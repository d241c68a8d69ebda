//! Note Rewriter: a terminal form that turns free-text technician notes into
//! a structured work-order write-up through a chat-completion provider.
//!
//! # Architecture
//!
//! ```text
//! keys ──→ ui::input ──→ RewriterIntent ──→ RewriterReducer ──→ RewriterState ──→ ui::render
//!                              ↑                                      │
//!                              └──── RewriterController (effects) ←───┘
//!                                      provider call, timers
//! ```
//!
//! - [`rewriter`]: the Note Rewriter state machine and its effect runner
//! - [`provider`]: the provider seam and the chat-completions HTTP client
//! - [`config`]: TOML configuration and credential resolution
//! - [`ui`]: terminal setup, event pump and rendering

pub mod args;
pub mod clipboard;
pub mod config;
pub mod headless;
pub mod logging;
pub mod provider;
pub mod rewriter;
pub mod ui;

==

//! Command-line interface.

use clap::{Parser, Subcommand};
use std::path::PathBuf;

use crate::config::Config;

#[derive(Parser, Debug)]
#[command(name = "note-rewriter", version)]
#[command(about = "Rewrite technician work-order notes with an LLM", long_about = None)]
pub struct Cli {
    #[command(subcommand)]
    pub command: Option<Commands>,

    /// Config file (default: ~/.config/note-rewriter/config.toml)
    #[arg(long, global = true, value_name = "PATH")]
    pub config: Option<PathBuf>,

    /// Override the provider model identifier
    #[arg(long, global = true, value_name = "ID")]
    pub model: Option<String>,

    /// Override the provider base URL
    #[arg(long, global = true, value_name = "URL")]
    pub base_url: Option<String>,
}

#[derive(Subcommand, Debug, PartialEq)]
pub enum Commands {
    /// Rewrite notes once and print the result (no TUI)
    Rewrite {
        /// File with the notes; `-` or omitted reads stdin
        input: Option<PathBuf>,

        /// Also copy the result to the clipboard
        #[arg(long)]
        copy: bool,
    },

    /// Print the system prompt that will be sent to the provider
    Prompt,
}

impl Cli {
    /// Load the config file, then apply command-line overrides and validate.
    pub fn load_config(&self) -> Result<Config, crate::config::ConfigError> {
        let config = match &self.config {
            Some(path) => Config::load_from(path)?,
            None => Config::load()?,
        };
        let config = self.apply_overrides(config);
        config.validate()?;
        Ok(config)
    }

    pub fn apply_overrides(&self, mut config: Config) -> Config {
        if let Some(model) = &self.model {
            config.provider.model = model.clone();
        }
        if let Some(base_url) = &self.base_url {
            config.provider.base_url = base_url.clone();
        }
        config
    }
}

▶ The problem:
Using the listing, count the lines where the word "String" appears and reply with only that number.

▶ Response:
2